Слуга убежал, а я отложив карандаш, сложил бумаги в сундук, одел кафтан, шапку и двинулся к князю. Это близко, только через двор перейти. Вот так, успехи мои неоспоримы. Все меня теперь по имени-отчеству величают. Эх, как бы не споткнуться!
– Моё почтение, князь Давыд Васильевич! – поприветствовал я князя, сидящего под иконами в «малой горенке», как он называл свой кабинет. Обстановка горенки довольно аскетичная для князя: стены обиты голубой тканью, кроме икон на стенах почти никаких украшений, только прямой меч с богато украшенной рукояткой, судя по виду весьма старинный, такой же древний щит и полукруглый шлем, украшенный только несколькими потемневшими серебряными пластинами с почти неразличимым рисунком.
– Входи, Александр Евгеньевич, присаживайся, я тебя обрадую. – он оглянулся на оружие, которое я разглядывал, и пояснил – Это, пожалуй, самая главная драгоценность моего рода: это оружие, как гласит наше семейное предание, принадлежало самому Рюрику. Уж не знаю, о том предание ничего не говорит, сам ли Рюрик его в бою использовал, но думаю, что сам.
Я с уважением разглядывал раритеты. Даже если оружие и не рюриково, древность их несомненна.
– Слушаю, Давыд Васильевич – присаживаясь на скамейку сказал я.
– Гонец только что был от великого государя. Ждёт он нас с тобой завтра, после заутреней молитвы. Готовься, будешь на государевы вопросы отвечать.

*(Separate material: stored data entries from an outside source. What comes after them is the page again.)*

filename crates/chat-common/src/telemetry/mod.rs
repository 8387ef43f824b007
//! Telemetry and tracing setup

mod tracing_setup;

pub use tracing_setup::{
    init_tracing, init_tracing_with_config, try_init_tracing, try_init_tracing_with_config,
    TracingConfig, TracingError,
};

– Давыд Васильевич, разреши внести предложение!
– Для того тебя и вызвал, говори.
– Пока был я на приеме в честь царёва тезоименитства, сочинил песню для великого государя. Изволишь послушать?

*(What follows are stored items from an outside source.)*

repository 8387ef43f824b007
//! Client handle
//!
//! [`Client`] owns one REST client, one gateway session and the dispatch queue
//! between them. It is threaded through explicitly; there is no global client.

use crate::error::{ClientError, ClientResult};
use chat_common::{ClientConfig, Supervisor, SupervisorReceiver, SupervisorSignal};
use chat_core::InFlight;
use chat_gateway::protocol::ClientCloseReason;
use chat_gateway::{
    DispatchPolicy, DispatchQueue, EventHandler, EventRouter, GatewayEventType, GatewaySession,
};
use chat_rest::RestClient;
use parking_lot::Mutex;
use std::sync::Arc;
use std::time::Duration;
use tokio::task::JoinHandle;
use tokio_util::sync::CancellationToken;

/// How long `shutdown` waits for the background tasks
const TASK_SHUTDOWN_TIMEOUT: Duration = Duration::from_secs(2);

/// Builder for [`Client`]
///
/// Handlers are validated against the configured intents as they are added.
#[derive(Debug)]
pub struct ClientBuilder {
    config: ClientConfig,
    router: EventRouter,
    supervisor: Option<Supervisor>,
    gateway_url: Option<String>,
}

impl ClientBuilder {
    pub fn new(config: ClientConfig) -> Self {
        let router = EventRouter::new(config.gateway.intents);
        Self {
            config,
            router,
            supervisor: None,
            gateway_url: None,
        }
    }

    /// Handle one event type
    ///
    /// Fails if the event needs an intent the session will not identify with.
    pub fn on(self, event: GatewayEventType, handler: Arc<dyn EventHandler>) -> ClientResult<Self> {
        self.router.register(event, handler)?;
        Ok(self)
    }

    /// Handle an event by its raw name
    pub fn on_named(self, name: &str, handler: Arc<dyn EventHandler>) -> ClientResult<Self> {
        self.router.register_named(name, handler)?;
        Ok(self)
    }

    /// Handle every event
    #[must_use]
    pub fn on_any(self, handler: Arc<dyn EventHandler>) -> Self {
        self.router.register_all(handler);
        self
    }

    /// Report fatal conditions to an existing supervisor
    ///
    /// Without one, the client creates its own and hands out the receiver via
    /// [`Client::take_supervisor_receiver`].
    #[must_use]
    pub fn supervisor(mut self, supervisor: Supervisor) -> Self {
        self.supervisor = Some(supervisor);
        self
    }

    /// Skip gateway discovery and connect here
    #[must_use]
    pub fn gateway_url(mut self, url: impl Into<String>) -> Self {
        self.gateway_url = Some(url.into());
        self
    }

    /// Wire the client together
    ///
    /// Looks up the gateway URL over REST unless one was configured. Starts
    /// the dispatch tasks but does not connect.
    pub async fn build(self) -> ClientResult<Client> {
        let Self {
            config,
            router,
            supervisor,
            gateway_url,
        } = self;

        let (supervisor, supervisor_rx) = match supervisor {
            Some(supervisor) => (supervisor, None),
            None => {
                let (supervisor, rx) = Supervisor::channel();
                (supervisor, Some(rx))
            }
        };

        let in_flight = InFlight::new();
        let rest = RestClient::new(
            config.rest.clone(),
            &config.token,
            in_flight.clone(),
            supervisor.clone(),
        )?;

        let url = match gateway_url.or_else(|| config.gateway.url.clone()) {
            Some(url) => url,
            None => rest.gateway_url().await?,
        };

        let (gateway, dispatch_rx) = GatewaySession::new(
            config.gateway.clone(),
            config.token.clone(),
            url,
            supervisor.clone(),
        );

        let policy = if config.dispatch.defer_while_rest {
            DispatchPolicy::DeferWhileRestInFlight
        } else {
            DispatchPolicy::Immediate
        };
        let queue = Arc::new(DispatchQueue::new(policy, in_flight, Arc::new(router)));

        let cancel = CancellationToken::new();
        let mut tasks = vec![queue.spawn_pump(dispatch_rx, cancel.child_token())];
        if policy == DispatchPolicy::DeferWhileRestInFlight {
            tasks.push(queue.spawn_drain(config.dispatch.drain_interval, cancel.child_token()));
        }

        tracing::info!(
            app = %config.app.name,
            intents = ?config.gateway.intents,
            policy = ?policy,
            gateway = %gateway.bootstrap_url(),
            "Client ready"
        );

        Ok(Client {
            config,
            rest,
            gateway,
            queue,
            supervisor,
            supervisor_rx: Mutex::new(supervisor_rx),
            cancel,
            tasks: Mutex::new(tasks),
        })
    }
}

/// A connected-or-connectable client
pub struct Client {
    config: ClientConfig,
    rest: RestClient,
    gateway: GatewaySession,
    queue: Arc<DispatchQueue>,
    supervisor: Supervisor,
    supervisor_rx: Mutex<Option<SupervisorReceiver>>,
    cancel: CancellationToken,
    tasks: Mutex<Vec<JoinHandle<()>>>,
}

impl Client {
    pub fn builder(config: ClientConfig) -> ClientBuilder {
        ClientBuilder::new(config)
    }

    pub fn config(&self) -> &ClientConfig {
        &self.config
    }

    pub fn rest(&self) -> &RestClient {
        &self.rest
    }

    pub fn gateway(&self) -> &GatewaySession {
        &self.gateway
    }

    pub fn dispatch(&self) -> &Arc<DispatchQueue> {
        &self.queue
    }

    pub fn supervisor(&self) -> &Supervisor {
        &self.supervisor
    }

    /// The receiver for supervisor signals, if the client created it
    ///
    /// Returns `None` after the first call or when a supervisor was supplied.
    pub fn take_supervisor_receiver(&self) -> Option<SupervisorReceiver> {
        self.supervisor_rx.lock().take()
    }

    /// Connect the gateway session
    pub async fn connect(&self) -> ClientResult<()> {
        self.gateway.connect().await.map_err(ClientError::from)
    }

    /// Run until the supervisor is signalled or Ctrl+C is pressed
    ///
    /// Ctrl+C terminates the session, which produces the `Exit` signal.
    pub async fn run_until_signal(&self, signals: &mut SupervisorReceiver) -> SupervisorSignal {
        let interrupted = tokio::select! {
            signal = signals.recv() => match signal {
                Some(signal) => return signal,
                None => false,
            },
            result = tokio::signal::ctrl_c() => {
                if let Err(e) = result {
                    tracing::warn!(error = %e, "Failed to listen for Ctrl+C");
                }
                true
            }
        };

        if interrupted {
            tracing::info!("Interrupted, shutting down");
        }
        self.shutdown().await;
        signals.recv().await.unwrap_or_else(|| SupervisorSignal::Exit {
            reason: "supervisor channel closed".to_string(),
        })
    }

    /// Disconnect without ending the client; the session can be resumed
    pub async fn disconnect(&self) {
        self.gateway.disconnect(ClientCloseReason::Reconnecting).await;
    }

    /// Terminate the session and stop the dispatch tasks
    pub async fn shutdown(&self) {
        self.gateway.terminate().await;
        self.cancel.cancel();

        let tasks: Vec<_> = std::mem::take(&mut *self.tasks.lock());
        for task in tasks {
            if tokio::time::timeout(TASK_SHUTDOWN_TIMEOUT, task).await.is_err() {
                tracing::warn!("Dispatch task did not stop in time");
            }
        }
        tracing::info!(pending = self.queue.len(), "Client shut down");
    }
}

impl std::fmt::Debug for Client {
    fn fmt(&self, f: &mut std::fmt::Formatter<'_>) -> std::fmt::Result {
        f.debug_struct("Client")
            .field("gateway", &self.gateway)
            .field("rest", &self.rest)
            .field("dispatch", &self.queue)
            .finish()
    }
}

– Отчего бы и нет? Сам будешь петь или Петю своего позовёшь?
– Конечно Петю. У него голос куда красивее моего.
– Как скажешь. Эй там! – повысив голос сказал князь.
– Чего изволишь, княже? – тотчас же вошел в дверь воин.
– Пошли кого ни то, пусть Петя-певун споро ко мне бежит.
Воин кивнул и вышел, а через пару минут запыхавшийся Петя предстал перед нами.
– Чего изволишь князь Давыд Васильевич? – кланяясь князю в пояс спросил он.
– Ну-ка Петя, успокой дыхание и спой новую песню, что тебя Александр Евгеньевич научил.
Петя успокоился, картинно встал и затянул:
Боже, Царя храни
Сильный, державный,
Царствуй на славу нам,
Царствуй на страх врагам,
Царь православный.
Боже, Царя храни!
Из этой песни я помнил только мелодию и первый куплет, который звучал в фильме «Неуловимые мстители». Но разве трудно сочинить остальные куплеты? Вот я и сочинил с десяток, выбрал из них шесть, да и обучил Петю.
– Отменно! – заявил князь – иди Петя к ключнику, скажешь от меня, чтобы он тебя достойно одел, завтра пойдешь с нами к великому государю. Ступай!
***
В Кремль мы выдвинулись солидным отрядом. Десяток к воинов охранял возок, а в нём князя Давыда Васильевича, меня и тубус с картой. Петя ехал на запятках, видно пускать его в возок было не по чину. Ехали молча. Князь Давыд о чём-то напряженно думал, а я глядел на Москву.
Да, дух Москвы, там, в будущем, сохранился. Великий города, средоточие великих замыслов, а поверх, словно почти непрозрачная вуаль, скрывающая лицо, видна суета ловких людишек, сумятица, грязь и запахи.